Collected data
============================================================

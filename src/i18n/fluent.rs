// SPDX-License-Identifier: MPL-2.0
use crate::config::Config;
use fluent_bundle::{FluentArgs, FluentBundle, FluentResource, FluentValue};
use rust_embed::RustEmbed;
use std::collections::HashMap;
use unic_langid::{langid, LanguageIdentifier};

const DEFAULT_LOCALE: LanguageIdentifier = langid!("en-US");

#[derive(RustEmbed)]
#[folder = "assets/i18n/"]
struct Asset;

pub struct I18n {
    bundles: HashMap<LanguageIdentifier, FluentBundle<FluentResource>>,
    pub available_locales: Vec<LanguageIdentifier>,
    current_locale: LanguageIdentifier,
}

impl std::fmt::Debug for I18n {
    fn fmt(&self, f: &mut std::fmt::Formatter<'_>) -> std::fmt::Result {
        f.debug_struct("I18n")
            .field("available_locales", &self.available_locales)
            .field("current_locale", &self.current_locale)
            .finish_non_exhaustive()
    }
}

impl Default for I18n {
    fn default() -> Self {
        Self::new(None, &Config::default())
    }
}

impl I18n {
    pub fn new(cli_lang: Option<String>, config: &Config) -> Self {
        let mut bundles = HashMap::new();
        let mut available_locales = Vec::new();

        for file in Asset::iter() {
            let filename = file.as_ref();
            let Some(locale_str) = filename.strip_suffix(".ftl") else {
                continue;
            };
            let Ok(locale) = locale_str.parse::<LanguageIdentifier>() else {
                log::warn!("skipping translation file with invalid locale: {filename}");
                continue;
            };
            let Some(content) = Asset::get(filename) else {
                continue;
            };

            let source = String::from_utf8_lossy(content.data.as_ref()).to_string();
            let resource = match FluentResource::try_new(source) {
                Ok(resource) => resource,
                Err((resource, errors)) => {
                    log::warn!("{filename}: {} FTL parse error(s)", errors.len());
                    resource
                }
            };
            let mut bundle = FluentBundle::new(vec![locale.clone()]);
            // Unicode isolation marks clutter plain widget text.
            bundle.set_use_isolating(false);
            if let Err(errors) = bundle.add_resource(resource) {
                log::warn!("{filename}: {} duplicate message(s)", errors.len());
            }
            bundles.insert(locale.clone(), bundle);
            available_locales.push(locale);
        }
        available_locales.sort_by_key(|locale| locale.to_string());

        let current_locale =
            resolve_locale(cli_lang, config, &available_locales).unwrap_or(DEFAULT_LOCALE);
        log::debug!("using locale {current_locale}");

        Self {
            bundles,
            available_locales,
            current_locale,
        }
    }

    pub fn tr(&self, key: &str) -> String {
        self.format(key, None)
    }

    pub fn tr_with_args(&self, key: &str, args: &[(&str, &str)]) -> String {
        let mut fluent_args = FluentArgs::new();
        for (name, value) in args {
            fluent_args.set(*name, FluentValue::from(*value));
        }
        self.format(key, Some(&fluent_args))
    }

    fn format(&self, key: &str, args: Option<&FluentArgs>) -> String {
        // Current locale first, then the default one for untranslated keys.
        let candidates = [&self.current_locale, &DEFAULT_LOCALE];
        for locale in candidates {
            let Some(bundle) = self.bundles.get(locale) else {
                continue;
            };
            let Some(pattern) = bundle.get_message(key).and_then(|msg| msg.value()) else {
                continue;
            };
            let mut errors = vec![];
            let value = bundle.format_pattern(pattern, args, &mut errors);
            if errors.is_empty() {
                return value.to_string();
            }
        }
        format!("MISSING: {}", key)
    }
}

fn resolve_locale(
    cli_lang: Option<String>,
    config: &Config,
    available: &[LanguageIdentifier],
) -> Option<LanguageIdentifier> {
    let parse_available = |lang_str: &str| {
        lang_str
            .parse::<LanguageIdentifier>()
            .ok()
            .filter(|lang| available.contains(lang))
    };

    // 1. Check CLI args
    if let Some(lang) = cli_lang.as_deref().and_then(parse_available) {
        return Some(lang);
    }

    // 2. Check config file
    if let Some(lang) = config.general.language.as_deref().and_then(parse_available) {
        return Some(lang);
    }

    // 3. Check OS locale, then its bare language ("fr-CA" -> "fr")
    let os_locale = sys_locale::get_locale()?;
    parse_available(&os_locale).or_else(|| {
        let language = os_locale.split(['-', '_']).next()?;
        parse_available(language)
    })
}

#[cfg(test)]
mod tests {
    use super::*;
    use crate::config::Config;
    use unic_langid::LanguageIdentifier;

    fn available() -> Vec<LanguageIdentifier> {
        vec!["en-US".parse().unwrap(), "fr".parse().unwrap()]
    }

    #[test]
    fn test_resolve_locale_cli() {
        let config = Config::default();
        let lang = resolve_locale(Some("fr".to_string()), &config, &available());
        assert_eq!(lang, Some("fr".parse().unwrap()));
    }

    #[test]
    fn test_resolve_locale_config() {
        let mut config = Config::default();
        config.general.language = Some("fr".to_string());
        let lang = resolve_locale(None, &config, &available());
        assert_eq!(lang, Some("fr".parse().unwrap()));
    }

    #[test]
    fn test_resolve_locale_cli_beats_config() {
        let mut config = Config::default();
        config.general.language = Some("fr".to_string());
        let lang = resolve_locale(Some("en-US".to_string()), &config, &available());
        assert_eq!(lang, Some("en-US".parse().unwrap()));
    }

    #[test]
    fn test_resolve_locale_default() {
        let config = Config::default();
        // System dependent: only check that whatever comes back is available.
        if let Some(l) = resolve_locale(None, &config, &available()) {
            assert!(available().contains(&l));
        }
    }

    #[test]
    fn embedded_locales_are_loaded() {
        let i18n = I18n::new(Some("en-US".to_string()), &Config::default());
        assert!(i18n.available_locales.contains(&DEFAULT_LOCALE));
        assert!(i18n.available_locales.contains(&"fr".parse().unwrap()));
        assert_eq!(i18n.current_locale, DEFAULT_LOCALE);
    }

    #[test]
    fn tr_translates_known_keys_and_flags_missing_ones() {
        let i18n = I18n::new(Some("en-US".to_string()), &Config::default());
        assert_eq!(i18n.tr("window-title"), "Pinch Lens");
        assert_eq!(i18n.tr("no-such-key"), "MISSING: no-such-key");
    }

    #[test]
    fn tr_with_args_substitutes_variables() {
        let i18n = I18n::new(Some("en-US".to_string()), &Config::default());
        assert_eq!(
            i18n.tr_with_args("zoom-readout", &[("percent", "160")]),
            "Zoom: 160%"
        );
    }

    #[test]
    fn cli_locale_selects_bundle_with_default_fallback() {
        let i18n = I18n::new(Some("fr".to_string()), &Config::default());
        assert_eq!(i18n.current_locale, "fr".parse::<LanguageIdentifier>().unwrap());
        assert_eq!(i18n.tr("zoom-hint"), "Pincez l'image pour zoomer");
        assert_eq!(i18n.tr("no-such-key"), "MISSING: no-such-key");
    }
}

============================================================

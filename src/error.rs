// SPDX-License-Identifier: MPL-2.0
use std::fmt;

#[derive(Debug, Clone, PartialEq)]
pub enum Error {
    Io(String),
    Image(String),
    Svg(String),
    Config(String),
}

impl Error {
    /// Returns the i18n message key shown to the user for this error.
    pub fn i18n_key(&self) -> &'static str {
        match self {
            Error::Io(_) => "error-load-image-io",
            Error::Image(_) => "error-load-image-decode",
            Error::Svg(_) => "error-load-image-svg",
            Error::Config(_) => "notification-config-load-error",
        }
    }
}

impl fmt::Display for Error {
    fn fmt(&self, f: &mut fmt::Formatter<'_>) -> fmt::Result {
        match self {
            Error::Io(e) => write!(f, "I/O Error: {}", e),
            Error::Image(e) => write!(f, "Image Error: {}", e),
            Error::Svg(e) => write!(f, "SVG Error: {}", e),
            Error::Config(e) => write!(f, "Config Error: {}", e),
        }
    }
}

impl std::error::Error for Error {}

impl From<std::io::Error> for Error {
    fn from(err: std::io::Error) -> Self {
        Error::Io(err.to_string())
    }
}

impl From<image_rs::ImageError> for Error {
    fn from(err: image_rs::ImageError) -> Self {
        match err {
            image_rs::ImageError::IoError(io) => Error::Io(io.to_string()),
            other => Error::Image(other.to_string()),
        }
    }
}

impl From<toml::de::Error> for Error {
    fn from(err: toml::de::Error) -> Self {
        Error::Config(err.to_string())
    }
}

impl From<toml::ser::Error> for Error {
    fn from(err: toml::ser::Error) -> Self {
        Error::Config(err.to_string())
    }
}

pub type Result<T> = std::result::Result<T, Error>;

============================================================

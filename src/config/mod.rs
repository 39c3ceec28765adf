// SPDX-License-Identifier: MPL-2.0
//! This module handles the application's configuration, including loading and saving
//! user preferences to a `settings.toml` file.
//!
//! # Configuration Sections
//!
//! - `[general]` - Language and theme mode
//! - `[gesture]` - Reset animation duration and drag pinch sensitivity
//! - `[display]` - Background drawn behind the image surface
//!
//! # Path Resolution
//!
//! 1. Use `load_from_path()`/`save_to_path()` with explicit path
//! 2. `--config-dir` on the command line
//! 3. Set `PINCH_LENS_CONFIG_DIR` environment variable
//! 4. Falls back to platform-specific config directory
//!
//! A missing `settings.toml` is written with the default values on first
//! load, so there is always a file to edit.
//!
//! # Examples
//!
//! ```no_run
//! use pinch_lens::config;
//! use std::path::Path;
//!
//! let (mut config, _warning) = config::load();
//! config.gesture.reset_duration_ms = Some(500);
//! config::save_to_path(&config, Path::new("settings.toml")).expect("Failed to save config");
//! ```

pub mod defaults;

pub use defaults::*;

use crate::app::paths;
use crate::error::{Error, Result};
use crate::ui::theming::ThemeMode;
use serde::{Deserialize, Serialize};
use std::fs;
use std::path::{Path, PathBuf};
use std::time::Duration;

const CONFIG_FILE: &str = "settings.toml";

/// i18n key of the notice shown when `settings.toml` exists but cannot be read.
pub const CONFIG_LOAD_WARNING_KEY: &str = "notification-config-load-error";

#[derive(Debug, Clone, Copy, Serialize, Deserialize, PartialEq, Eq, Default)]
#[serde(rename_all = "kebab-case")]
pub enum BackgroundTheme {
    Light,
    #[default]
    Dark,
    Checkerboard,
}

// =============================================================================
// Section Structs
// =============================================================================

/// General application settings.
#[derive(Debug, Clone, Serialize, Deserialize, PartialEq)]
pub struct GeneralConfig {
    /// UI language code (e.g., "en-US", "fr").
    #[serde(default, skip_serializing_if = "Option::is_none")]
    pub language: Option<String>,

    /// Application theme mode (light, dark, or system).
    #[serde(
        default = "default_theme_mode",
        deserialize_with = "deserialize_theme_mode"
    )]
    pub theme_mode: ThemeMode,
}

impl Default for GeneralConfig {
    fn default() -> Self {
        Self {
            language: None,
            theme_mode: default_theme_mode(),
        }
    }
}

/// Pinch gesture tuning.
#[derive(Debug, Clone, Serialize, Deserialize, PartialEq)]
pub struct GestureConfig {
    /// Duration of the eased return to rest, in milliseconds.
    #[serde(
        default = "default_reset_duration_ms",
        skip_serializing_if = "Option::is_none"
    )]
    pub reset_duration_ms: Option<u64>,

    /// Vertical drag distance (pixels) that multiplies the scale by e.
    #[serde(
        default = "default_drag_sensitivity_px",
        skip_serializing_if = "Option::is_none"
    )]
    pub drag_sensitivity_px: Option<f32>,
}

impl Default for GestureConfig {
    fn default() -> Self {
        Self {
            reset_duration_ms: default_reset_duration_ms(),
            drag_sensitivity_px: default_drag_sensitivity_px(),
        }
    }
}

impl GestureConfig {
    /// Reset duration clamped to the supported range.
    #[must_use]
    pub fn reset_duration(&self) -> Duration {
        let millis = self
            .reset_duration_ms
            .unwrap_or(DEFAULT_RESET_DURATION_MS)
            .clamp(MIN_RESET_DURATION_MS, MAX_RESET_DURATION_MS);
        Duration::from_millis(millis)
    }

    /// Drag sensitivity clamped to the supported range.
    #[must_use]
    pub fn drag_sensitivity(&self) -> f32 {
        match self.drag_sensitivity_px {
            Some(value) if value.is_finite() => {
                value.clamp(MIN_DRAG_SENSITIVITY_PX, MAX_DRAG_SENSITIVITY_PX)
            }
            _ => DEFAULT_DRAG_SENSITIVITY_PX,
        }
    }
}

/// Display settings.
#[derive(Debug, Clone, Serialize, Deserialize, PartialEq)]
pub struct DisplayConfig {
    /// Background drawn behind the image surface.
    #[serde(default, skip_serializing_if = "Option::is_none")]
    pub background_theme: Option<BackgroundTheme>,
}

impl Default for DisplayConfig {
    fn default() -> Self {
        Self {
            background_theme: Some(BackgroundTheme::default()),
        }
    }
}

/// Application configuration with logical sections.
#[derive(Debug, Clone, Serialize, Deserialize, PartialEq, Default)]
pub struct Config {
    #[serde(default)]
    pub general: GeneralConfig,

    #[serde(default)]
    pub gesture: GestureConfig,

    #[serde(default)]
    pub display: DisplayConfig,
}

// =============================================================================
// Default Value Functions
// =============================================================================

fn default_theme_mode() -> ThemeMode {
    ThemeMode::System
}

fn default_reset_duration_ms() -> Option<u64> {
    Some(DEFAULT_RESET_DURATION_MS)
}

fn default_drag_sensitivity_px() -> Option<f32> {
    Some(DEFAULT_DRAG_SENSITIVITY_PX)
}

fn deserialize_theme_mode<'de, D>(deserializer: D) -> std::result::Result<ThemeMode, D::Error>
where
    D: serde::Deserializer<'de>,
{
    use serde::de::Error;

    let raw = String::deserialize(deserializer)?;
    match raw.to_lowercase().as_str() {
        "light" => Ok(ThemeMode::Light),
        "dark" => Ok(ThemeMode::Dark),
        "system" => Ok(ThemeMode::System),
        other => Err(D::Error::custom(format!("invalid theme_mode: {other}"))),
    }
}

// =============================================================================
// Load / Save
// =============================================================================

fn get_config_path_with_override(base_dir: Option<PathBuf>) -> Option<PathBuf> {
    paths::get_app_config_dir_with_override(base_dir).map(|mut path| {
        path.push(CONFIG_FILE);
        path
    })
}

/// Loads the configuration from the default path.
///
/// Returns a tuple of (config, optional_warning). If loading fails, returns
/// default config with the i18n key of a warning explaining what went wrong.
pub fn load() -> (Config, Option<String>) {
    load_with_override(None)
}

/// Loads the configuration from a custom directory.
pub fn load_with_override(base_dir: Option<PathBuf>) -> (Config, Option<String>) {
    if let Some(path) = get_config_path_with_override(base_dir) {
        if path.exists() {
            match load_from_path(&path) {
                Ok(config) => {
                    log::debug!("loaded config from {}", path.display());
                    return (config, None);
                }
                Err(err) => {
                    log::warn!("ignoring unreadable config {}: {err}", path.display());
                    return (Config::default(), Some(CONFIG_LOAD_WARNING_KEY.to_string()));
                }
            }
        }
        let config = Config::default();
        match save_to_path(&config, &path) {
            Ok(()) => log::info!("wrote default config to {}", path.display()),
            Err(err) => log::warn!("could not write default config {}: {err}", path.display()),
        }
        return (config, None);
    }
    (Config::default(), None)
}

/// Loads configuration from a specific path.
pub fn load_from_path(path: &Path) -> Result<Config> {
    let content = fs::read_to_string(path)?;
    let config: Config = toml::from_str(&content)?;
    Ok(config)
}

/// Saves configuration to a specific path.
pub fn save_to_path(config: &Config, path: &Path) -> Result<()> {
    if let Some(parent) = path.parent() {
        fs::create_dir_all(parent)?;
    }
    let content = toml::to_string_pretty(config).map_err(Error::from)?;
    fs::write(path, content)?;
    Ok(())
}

============================================================

→ **WHAT THE TASK REQUIRES**: Lines with the word "surface" in them are the answer; report each one from the data.

→ **SOLUTION TO THIS EXERCISE**:
//! - `[display]` - Background drawn behind the image surface
    /// Background drawn behind the image surface.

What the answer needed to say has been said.